DATA:

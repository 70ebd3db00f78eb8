//! Command-line interface for booklib.
//!
//! Provides commands for scanning directories into the catalog, listing
//! and searching the merged library, and catalog maintenance.

use std::path::{Path, PathBuf};

use anyhow::{Context, Result};
use clap::{Parser, Subcommand, ValueEnum};

use crate::adapters::ZathuraAdapter;
use crate::config::{self, ResolvedConfig};
use crate::domain::{BookFormat, MergedBook};
use crate::library::Library;

/// booklib - Local catalog of PDF/EPUB/FB2 books
#[derive(Parser, Debug)]
#[command(name = "booklib")]
#[command(author, version, about, long_about = None)]
pub struct Cli {
    #[command(subcommand)]
    pub command: Commands,
}

#[derive(Subcommand, Debug)]
pub enum Commands {
    /// Scan a directory tree and catalog new books
    Scan {
        /// Root directory (defaults to the configured scan path)
        path: Option<PathBuf>,
    },

    /// List cataloged books with reader progress
    List {
        /// Only show one format (catalog data only, no reader progress)
        #[arg(short, long, value_enum)]
        format: Option<FormatArg>,

        /// Maximum number of books to show
        #[arg(short, long)]
        limit: Option<usize>,

        /// Print JSON instead of a table
        #[arg(long)]
        json: bool,
    },

    /// Fuzzy search book titles
    Search {
        /// Search term (empty lists everything)
        term: String,

        /// Maximum number of results to show
        #[arg(short, long)]
        limit: Option<usize>,

        /// Print JSON instead of a table
        #[arg(long)]
        json: bool,
    },

    /// Remove catalog entries whose files no longer exist
    Cleanup,

    /// Remove one book from the catalog
    Remove {
        /// Path of the book file
        path: PathBuf,
    },

    /// Drop and recreate the catalog (destroys every entry)
    Reset {
        /// Confirm the reset
        #[arg(long)]
        yes: bool,
    },

    /// List Zathura bookmarks with titles
    Bookmarks,

    /// Show resolved configuration (debug)
    Config,
}

/// Book format for CLI (maps to BookFormat)
#[derive(Debug, Clone, Copy, ValueEnum)]
pub enum FormatArg {
    Pdf,
    Epub,
    Fb2,
}

impl From<FormatArg> for BookFormat {
    fn from(f: FormatArg) -> Self {
        match f {
            FormatArg::Pdf => BookFormat::Pdf,
            FormatArg::Epub => BookFormat::Epub,
            FormatArg::Fb2 => BookFormat::Fb2,
        }
    }
}

impl Cli {
    /// Execute the CLI command
    pub async fn execute(self) -> Result<()> {
        let cfg = config::config()?;

        match self.command {
            Commands::Scan { path } => scan(cfg, path).await,
            Commands::List {
                format,
                limit,
                json,
            } => list(cfg, format, limit, json).await,
            Commands::Search { term, limit, json } => search(cfg, &term, limit, json).await,
            Commands::Cleanup => cleanup(cfg),
            Commands::Remove { path } => remove(cfg, &path),
            Commands::Reset { yes } => reset(cfg, yes),
            Commands::Bookmarks => bookmarks(cfg).await,
            Commands::Config => show_config(cfg),
        }
    }
}

/// Scan a directory into the catalog
async fn scan(cfg: &ResolvedConfig, path: Option<PathBuf>) -> Result<()> {
    let root = path
        .or_else(|| cfg.scan_root.clone())
        .context("No scan path given. Pass one or set BOOKLIB_SCAN_PATH / paths.scan_root")?;

    let library = Library::open(cfg)?;
    let report = library
        .scan(&root)
        .await
        .with_context(|| format!("Scan of {} failed", root.display()))?;

    eprintln!(
        "\nScanned {}: {} added, {} refreshed, {} unchanged, {} ignored dir(s)",
        root.display(),
        report.added,
        report.refreshed,
        report.unchanged,
        report.ignored_dirs
    );
    if report.skipped > 0 {
        eprintln!(
            "Skipped {} file(s) with non-UTF-8 paths (see warnings above)",
            report.skipped
        );
    }
    eprintln!("Catalog now holds {} book(s)", library.store().count()?);

    Ok(())
}

/// List the library
async fn list(
    cfg: &ResolvedConfig,
    format: Option<FormatArg>,
    limit: Option<usize>,
    json: bool,
) -> Result<()> {
    let library = Library::open(cfg)?;

    let books: Vec<MergedBook> = match format {
        Some(format) => library
            .list_by_format(format.into())?
            .into_iter()
            .map(MergedBook::from)
            .collect(),
        None => library.get_all().await?,
    };

    if books.is_empty() && !json {
        println!("Library is empty. Use 'booklib scan <dir>' to add books.");
        return Ok(());
    }

    print_books(&books, limit, json)
}

/// Search the library
async fn search(cfg: &ResolvedConfig, term: &str, limit: Option<usize>, json: bool) -> Result<()> {
    let library = Library::open(cfg)?;
    let results = library.search(term).await?;

    if results.is_empty() && !json {
        println!("No results found for: {}", term);
        return Ok(());
    }

    if !json {
        println!("Found {} result(s) for \"{}\":\n", results.len(), term);
    }
    print_books(&results, limit, json)
}

fn print_books(books: &[MergedBook], limit: Option<usize>, json: bool) -> Result<()> {
    let shown = &books[..limit.unwrap_or(books.len()).min(books.len())];

    if json {
        println!("{}", serde_json::to_string_pretty(shown)?);
        return Ok(());
    }

    println!("{:<50} {:<25} {:<6} {:>6}", "TITLE", "AUTHOR", "FORMAT", "PAGE");
    println!("{}", "-".repeat(90));

    for book in shown {
        println!(
            "{:<50} {:<25} {:<6} {:>6}",
            truncate(&book.title, 50),
            truncate(&book.author, 25),
            book.format.to_string(),
            book.page.map(|p| p.to_string()).unwrap_or_default()
        );
    }

    println!("\nTotal: {} book(s)", books.len());
    Ok(())
}

/// Truncate to `width` characters, marking cut text with "..."
fn truncate(text: &str, width: usize) -> String {
    if text.chars().count() <= width {
        return text.to_string();
    }
    let kept: String = text.chars().take(width.saturating_sub(3)).collect();
    format!("{}...", kept)
}

/// Remove entries whose files are gone
fn cleanup(cfg: &ResolvedConfig) -> Result<()> {
    let library = Library::open(cfg)?;
    let removed = library.remove_missing_files()?;

    if removed.is_empty() {
        println!("No missing files.");
    } else {
        for path in &removed {
            println!("Removed: {}", path.display());
        }
        println!("\nRemoved {} missing book(s)", removed.len());
    }

    Ok(())
}

/// Remove a single book
fn remove(cfg: &ResolvedConfig, path: &Path) -> Result<()> {
    let path = resolve_book_path(path)?;

    let library = Library::open(cfg)?;
    if library.remove(&path)? {
        println!("Removed: {}", path.display());
    } else {
        anyhow::bail!("Not in catalog: {}", path.display());
    }

    Ok(())
}

/// Resolve a user-supplied book path to its catalog key.
///
/// Scans store paths under a canonicalized root, so the parent directory is
/// canonicalized the same way. The file itself may already be gone.
fn resolve_book_path(path: &Path) -> Result<PathBuf> {
    let absolute = if path.is_absolute() {
        path.to_path_buf()
    } else {
        std::env::current_dir()
            .context("Failed to determine current directory")?
            .join(path)
    };

    let (Some(parent), Some(name)) = (absolute.parent(), absolute.file_name()) else {
        anyhow::bail!("Not a file path: {}", path.display());
    };

    let parent = std::fs::canonicalize(parent)
        .with_context(|| format!("Failed to resolve directory: {}", parent.display()))?;
    Ok(parent.join(name))
}

/// Reset the catalog
fn reset(cfg: &ResolvedConfig, yes: bool) -> Result<()> {
    if !yes {
        anyhow::bail!("Refusing to reset the catalog without --yes");
    }

    let library = Library::open(cfg)?;
    library.reset()?;
    println!("Catalog reset: {}", cfg.database_path().display());

    Ok(())
}

/// List Zathura bookmarks standalone
async fn bookmarks(cfg: &ResolvedConfig) -> Result<()> {
    let db = cfg
        .zathura_db
        .as_ref()
        .context("Zathura adapter is disabled in the configuration")?;

    let library = Library::open(cfg)?;
    let bookmarks = ZathuraAdapter::new(db)
        .bookmarks(library.extractor())
        .await
        .with_context(|| format!("Failed to read Zathura bookmarks: {}", db.display()))?;

    if bookmarks.is_empty() {
        println!("No bookmarks found.");
        return Ok(());
    }

    println!("{:<50} {:>6}  {}", "TITLE", "PAGE", "FILE");
    println!("{}", "-".repeat(90));
    for bookmark in &bookmarks {
        println!(
            "{:<50} {:>6}  {}",
            truncate(&bookmark.title, 50),
            bookmark.page,
            bookmark.path.display()
        );
    }

    Ok(())
}

/// Show the resolved configuration (for debugging)
fn show_config(cfg: &ResolvedConfig) -> Result<()> {
    let display = |p: &Option<PathBuf>| {
        p.as_ref()
            .map(|p| p.display().to_string())
            .unwrap_or_else(|| "(disabled)".to_string())
    };

    println!("booklib configuration");
    println!();
    println!(
        "Config file: {}",
        cfg.config_file
            .as_ref()
            .map(|p| p.display().to_string())
            .unwrap_or_else(|| "(none - using defaults)".to_string())
    );
    println!();
    println!("Paths:");
    println!("  Home:      {}", cfg.home.display());
    println!("  Catalog:   {}", cfg.database_path().display());
    println!(
        "  Scan root: {}",
        cfg.scan_root
            .as_ref()
            .map(|p| p.display().to_string())
            .unwrap_or_else(|| "(not set)".to_string())
    );
    println!();
    println!("Readers:");
    println!("  Zathura:   {}", display(&cfg.zathura_db));
    println!("  Foliate:   {}", display(&cfg.foliate_dir));
    println!();
    println!("Extraction:");
    println!("  exiftool:     {}", cfg.extraction.exiftool);
    println!("  Timeout:      {}s", cfg.extraction.timeout_seconds);
    println!("  Concurrency:  {}", cfg.extraction.concurrency);
    println!("  Refresh stale: {}", cfg.refresh_stale);

    Ok(())
}

#[cfg(test)]
mod tests {
    use super::*;

    #[test]
    fn test_truncate_is_char_safe() {
        assert_eq!(truncate("short", 10), "short");
        assert_eq!(truncate("Война и мир и ещё", 8), "Война...");
    }

    #[test]
    fn test_resolve_book_path_normalizes_parent() {
        let temp = tempfile::TempDir::new().unwrap();
        let books = temp.path().join("Books");
        std::fs::create_dir_all(&books).unwrap();

        let messy = temp.path().join(".").join("Books").join("..").join("Books").join("gone.pdf");
        let resolved = resolve_book_path(&messy).unwrap();

        assert_eq!(resolved, books.canonicalize().unwrap().join("gone.pdf"));
    }

    #[test]
    fn test_cli_parses_search() {
        let cli = Cli::try_parse_from(["booklib", "search", "dune", "--json"]).unwrap();
        assert!(matches!(
            cli.command,
            Commands::Search { ref term, json: true, limit: None } if term == "dune"
        ));
    }

    #[test]
    fn test_cli_parses_list_format() {
        let cli = Cli::try_parse_from(["booklib", "list", "--format", "epub"]).unwrap();
        match cli.command {
            Commands::List { format: Some(f), .. } => {
                assert_eq!(BookFormat::from(f), BookFormat::Epub)
            }
            other => panic!("unexpected command: {:?}", other),
        }
    }
}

WHAT YOU WILL DO:
Using the listing above, show each line holding the string "width".

ANSWER BOX:
/// Truncate to `width` characters, marking cut text with "..."
fn truncate(text: &str, width: usize) -> String {
    if text.chars().count() <= width {
    let kept: String = text.chars().take(width.saturating_sub(3)).collect();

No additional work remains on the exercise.